One criticism covered in the Select Committee report is that, for a long time, the children in Calais were given no information about what their rights were. I sat there asking them, through an interpreter, whether they had had any information about their position, and they said that they had had none at all. The result is that they were vulnerable to information from the people traffickers, of whom there were certainly some in Calais, and that they did not want to exercise their right to claim asylum in France, so Britain was the only place where they could go. That was a serious deficit. I understand that it has been overcome more recently and that they have been given the full information. If not, they are even more vulnerable through not knowing what their rights and entitlements are.

I know that according to the newspaper some local authorities are unwilling to have child refugees, but the majority of them are. I am certainly delighted that the local authorities I have had contact with, such as Hammersmith and Ealing, are stepping up to the mark very well. When people ask me what they can do, I say, “First of all, make a beeline to your local authority and urge them to accept child refugees”.

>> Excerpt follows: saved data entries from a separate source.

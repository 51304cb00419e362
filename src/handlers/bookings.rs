use super::{deleted, hotels::find_hotel};
use crate::{
    auth::AdminUser,
    booking::{BookingDraft, BookingQuote, price_booking, validate_booking},
    db::hotels::{self, NewBooking},
    error::AppError,
    extract::AppJson,
    mailer::{self, send_best_effort},
    models::{BookingStatus, HotelBooking},
    state::AppState,
};
use axum::{
    Json,
    extract::{Path, State},
    http::StatusCode,
};
use chrono::{NaiveDate, Utc};
use serde::{Deserialize, Serialize};

#[derive(Debug, Deserialize)]
#[serde(rename_all = "camelCase")]
pub struct CreateBooking {
    hotel_id: i64,
    #[serde(default)]
    room_type: String,
    #[serde(default)]
    guest_names: Vec<String>,
    #[serde(default)]
    email: String,
    #[serde(default)]
    phone: String,
    check_in: Option<NaiveDate>,
    check_out: Option<NaiveDate>,
    special_requests: Option<String>,
}

#[derive(Debug, Serialize)]
pub struct BookingCreated {
    booking: HotelBooking,
    quote: BookingQuote,
}

pub async fn create_booking(
    State(app_state): State<AppState>,
    AppJson(payload): AppJson<CreateBooking>,
) -> Result<(StatusCode, Json<BookingCreated>), AppError> {
    let hotel = find_hotel(&app_state, payload.hotel_id).await?;
    let room_type = payload.room_type.trim();
    if room_type.is_empty() {
        return Err(AppError::validation("Room type is required"));
    }
    if !hotel.room_types.contains_key(room_type) {
        return Err(AppError::validation(format!(
            "Unknown room type for this hotel: {room_type}"
        )));
    }
    let (Some(check_in), Some(check_out)) = (payload.check_in, payload.check_out) else {
        return Err(AppError::validation(
            "Check-in and check-out dates are required",
        ));
    };

    let guest_names: Vec<String> = payload
        .guest_names
        .iter()
        .map(|n| n.trim().to_string())
        .collect();
    validate_booking(
        &BookingDraft {
            room_type,
            guest_names: &guest_names,
            email: payload.email.trim(),
            phone: &payload.phone,
            check_in,
            check_out,
        },
        Utc::now().date_naive(),
    )?;

    let quote = price_booking(&hotel, Some(room_type), Some(check_in), Some(check_out));
    let booking = hotels::create_booking(
        &app_state.pool,
        NewBooking {
            hotel: &hotel,
            room_type,
            guest_names,
            email: &payload.email,
            phone: &payload.phone,
            check_in,
            check_out,
            special_requests: payload.special_requests.as_deref(),
        },
    )
    .await?;
    tracing::info!(
        booking_id = booking.id,
        hotel_id = hotel.id,
        nights = quote.nights,
        grand_total = quote.grand_total,
        "hotel booking received"
    );

    let mailer = app_state.mailer.as_ref();
    send_best_effort(mailer, mailer::booking_received(&booking)).await;
    if let Some(admin) = &app_state.admin_notify_email {
        send_best_effort(mailer, mailer::booking_admin_notice(&booking, admin)).await;
    }

    Ok((StatusCode::CREATED, Json(BookingCreated { booking, quote })))
}

pub async fn list_bookings(
    State(app_state): State<AppState>,
    _admin: AdminUser,
) -> Result<Json<Vec<HotelBooking>>, AppError> {
    Ok(Json(hotels::list_bookings(&app_state.pool).await?))
}

async fn find_booking(app_state: &AppState, id: i64) -> Result<HotelBooking, AppError> {
    hotels::find_booking(&app_state.pool, id)
        .await?
        .ok_or_else(|| AppError::not_found("Booking not found"))
}

async fn set_status(
    app_state: &AppState,
    id: i64,
    status: BookingStatus,
) -> Result<HotelBooking, AppError> {
    let booking = hotels::set_booking_status(&app_state.pool, id, status)
        .await?
        .ok_or_else(|| AppError::not_found("Booking not found"))?;
    tracing::info!(booking_id = id, status = ?status, "booking status changed");
    Ok(booking)
}

pub async fn confirm_booking(
    State(app_state): State<AppState>,
    _admin: AdminUser,
    Path(id): Path<i64>,
) -> Result<Json<HotelBooking>, AppError> {
    let current = find_booking(&app_state, id).await?;
    match current.status {
        BookingStatus::Cancelled => {
            return Err(AppError::validation("A cancelled booking cannot be confirmed"));
        }
        BookingStatus::Confirmed => return Ok(Json(current)),
        BookingStatus::Pending => {}
    }
    let booking = set_status(&app_state, id, BookingStatus::Confirmed).await?;
    send_best_effort(app_state.mailer.as_ref(), mailer::booking_confirmed(&booking)).await;
    Ok(Json(booking))
}

pub async fn cancel_booking(
    State(app_state): State<AppState>,
    _admin: AdminUser,
    Path(id): Path<i64>,
) -> Result<Json<HotelBooking>, AppError> {
    let current = find_booking(&app_state, id).await?;
    if current.status == BookingStatus::Cancelled {
        return Err(AppError::validation("Booking is already cancelled"));
    }
    Ok(Json(set_status(&app_state, id, BookingStatus::Cancelled).await?))
}

pub async fn delete_booking(
    State(app_state): State<AppState>,
    _admin: AdminUser,
    Path(id): Path<i64>,
) -> Result<StatusCode, AppError> {
    deleted(hotels::delete_booking(&app_state.pool, id).await?, "Booking")
}
use super::deleted;
use crate::{
    auth::AdminUser,
    db::users::{self, RolesPatch},
    error::AppError,
    extract::AppJson,
    models::User,
    state::AppState,
};
use axum::{
    Json,
    extract::{Path, State},
    http::StatusCode,
};

pub async fn list_users(
    State(app_state): State<AppState>,
    _admin: AdminUser,
) -> Result<Json<Vec<User>>, AppError> {
    Ok(Json(users::list(&app_state.pool).await?))
}

pub async fn update_user(
    State(app_state): State<AppState>,
    AdminUser(admin): AdminUser,
    Path(id): Path<i64>,
    AppJson(patch): AppJson<RolesPatch>,
) -> Result<Json<User>, AppError> {
    let user = users::update_roles(&app_state.pool, id, patch)
        .await?
        .ok_or_else(|| AppError::not_found("User not found"))?;
    tracing::info!(
        user_id = id,
        admin_id = admin.id,
        is_admin = user.is_admin,
        is_teacher = user.is_teacher,
        "user roles updated"
    );
    Ok(Json(user))
}

pub async fn delete_user(
    State(app_state): State<AppState>,
    AdminUser(admin): AdminUser,
    Path(id): Path<i64>,
) -> Result<StatusCode, AppError> {
    if admin.id == id {
        return Err(AppError::validation("You cannot delete your own account"));
    }
    let found = users::delete(&app_state.pool, id).await?;
    if found {
        tracing::info!(user_id = id, admin_id = admin.id, "user deleted");
    }
    deleted(found, "User")
}
use crate::{
    auth::AdminUser, error::AppError, extract::AppJson, models::Settings,
    settings::SettingsPatch, state::AppState,
};
use axum::{Json, extract::State};

pub async fn get_settings(State(app_state): State<AppState>) -> Result<Json<Settings>, AppError> {
    app_state.settings.get().await.map(Json)
}

pub async fn update_settings(
    State(app_state): State<AppState>,
    AdminUser(admin): AdminUser,
    AppJson(patch): AppJson<SettingsPatch>,
) -> Result<Json<Settings>, AppError> {
    let settings = app_state.settings.update(patch).await?;
    tracing::info!(
        admin_id = admin.id,
        registration_open = settings.registration_open,
        show_tba_teachers = settings.show_tba_teachers,
        "settings updated"
    );
    Ok(Json(settings))
}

One of the more light-hearted moments—I am not sure that I have mentioned this before—was when a young Syrian who got here on the back of a truck, which was very dangerous, got out on the green opposite. I was chatting to him and he said to me: “Do you know what I want to do? I want to become a politician”, and pointed to the Palace of Westminster. I did not know what answer there was to that, except to say, “You’d better meet a few politicians first before you finalise the rest of your life”, but it was an endearing comment. He saw what politics had done in his country, Syria, and perhaps he wanted to do something better in a country where there are opportunities to do so.

Today, the Government issued a Written Ministerial Statement, which is a response to an amendment I have tabled to the Children and Social Work Bill. The Statement is an improvement on the amendment—in fact, it goes further—and the Government enabled me to have a look at it in draft and even make a few comments. It does not solve every problem, but it goes further than the amendment in safeguarding children and, as such, I welcome it.

I fear that I cannot be here when we have Report on the Bill next week, but I hope that a colleague of mine will be able to stand in, that there can be a debate and then I hope they will feel able to withdraw the amendment. I have one or two little questions, such as: does it cover the Section 67 amendment as well as Dublin III? Will the best-interest test be an integral part—as it must be? As the noble Baroness asked, when we are out of the EU, will Dublin III still apply? There will still be refugees who have family here, and they should surely have a right to come. I also flag up the uncertainty for those children who get here and then reach the age of 18, who will feel vulnerable, not knowing whether they will be allowed to stay here or not. That is a minus.

I pay tribute to the wonderful NGOs working with child refugees which I have met and co-operated with—I mentioned Liz Clegg in Calais, who has been mentioned before—including Citizens UK, Safe Passage, Help Refugees, Freedom from Torture, which recently asked me to become a patron, and support groups which have sprung up all over the country.

I believe that there needs to be a common European response, but there is not time to debate that, although I should like to have a chance to do so one day.

For those who come to this country, I hope that they will find safety; that they will be given the support to help them overcome the trauma that they have suffered; that they will have a chance to catch up on lost schooling; and that they will have the support of a loving family.